An additional advantage is the ease with which one can sanitize devices. “The fact that you can now create a complete steel device, with no input or output ports, makes it way easier to sanitize devices, but also provides much easier charging capability for the devices,” said Sherman. “You just rest the device on its charging pad or connector.”

Enabling IoMT

Building capabilities for scalability comes with challenges, and creating a cost-efficient solution ranks high on the list. “Sometimes it’s very easy to pick the best-in-class device and you’ll get a very robust solution, but it is (a) big and (b) costly,” said Sherman. “We are doing a lot of things in algorithms in software in order to lower costs. Sometimes it could mean not using accurate components.

"We don’t need, for example, to pick coils that are very fine-tuned to specific inductors," he added. "We can tolerate major differences in production of these coils. And we compensate by using the algorithms that are running on the controller. Essentially, software is for free, so we do a little bit more work on the software and thereby optimize the overall cost of the solution.”

If connectivity and interoperability technologies are the enablers in the IoMT ecosystem, then Powermat has made contributions to the design of medical carts, diagnostic instruments and handheld medical devices, as well as wearables and implanted devices such as pacemakers and defibrillators.
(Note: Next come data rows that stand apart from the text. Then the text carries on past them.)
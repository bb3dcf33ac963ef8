//! Column classification types.

use serde::{Deserialize, Serialize};

use crate::input::RawDataset;

/// Storage kind of a column, decided by inspecting its values.
#[derive(Debug, Clone, Copy, PartialEq, Eq, Hash, Serialize, Deserialize)]
#[serde(rename_all = "snake_case")]
pub enum ColumnKind {
    /// Every present value is a finite number.
    Numeric,
    /// Anything else (text, mixed, booleans).
    NonNumeric,
}

impl ColumnKind {
    /// Returns true if this kind is numeric.
    pub fn is_numeric(&self) -> bool {
        matches!(self, ColumnKind::Numeric)
    }

    /// Get a human-readable label.
    pub fn label(&self) -> &'static str {
        match self {
            ColumnKind::Numeric => "numeric",
            ColumnKind::NonNumeric => "non-numeric",
        }
    }
}

/// Partition of a dataset's columns into numeric and non-numeric names.
///
/// Every column lands in exactly one list; both lists keep header order.
#[derive(Debug, Clone, Default, PartialEq, Eq, Serialize, Deserialize)]
pub struct ColumnClassification {
    pub numeric: Vec<String>,
    pub non_numeric: Vec<String>,
}

impl ColumnClassification {
    /// Classify the columns of a dataset.
    pub fn of(dataset: &RawDataset) -> Self {
        let mut classification = Self::default();

        for column in &dataset.columns {
            match column.values.kind() {
                ColumnKind::Numeric => classification.numeric.push(column.name.clone()),
                ColumnKind::NonNumeric => classification.non_numeric.push(column.name.clone()),
            }
        }

        classification
    }

    /// Total number of classified columns.
    pub fn len(&self) -> usize {
        self.numeric.len() + self.non_numeric.len()
    }

    pub fn is_empty(&self) -> bool {
        self.len() == 0
    }
}

#[cfg(test)]
mod tests {
    use super::*;
    use crate::input::Column;

    #[test]
    fn test_every_column_in_exactly_one_partition() {
        let dataset = RawDataset::from_columns(vec![
            Column::numeric("cycle_length", vec![Some(28.0), None]),
            Column::text("flow", vec![Some("light"), Some("heavy")]),
            Column::numeric("sleep", vec![Some(7.0), Some(8.0)]),
        ])
        .unwrap();

        let classification = dataset.classify();
        assert_eq!(classification.numeric, vec!["cycle_length", "sleep"]);
        assert_eq!(classification.non_numeric, vec!["flow"]);
        assert_eq!(classification.len(), dataset.column_count());
    }
}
Beyond medical design, Powermat has facilitated seamless wireless connectivity that power various products for Duracell, General Motors, Starbucks and AT&T. Cross-industry collaboration and diverting efforts into other segments have helped bridge gaps in creating solutions that provide clinical, operational and, above all, patient value, said Sherman.

Today, Tori Bentkover is grateful for having regained her quality of life. “The hospital setting can be unnerving and dehumanizing, and there are so many studies that show the relationship between hospitals and patient experience and how that helps the recovery and healing process,” she mused.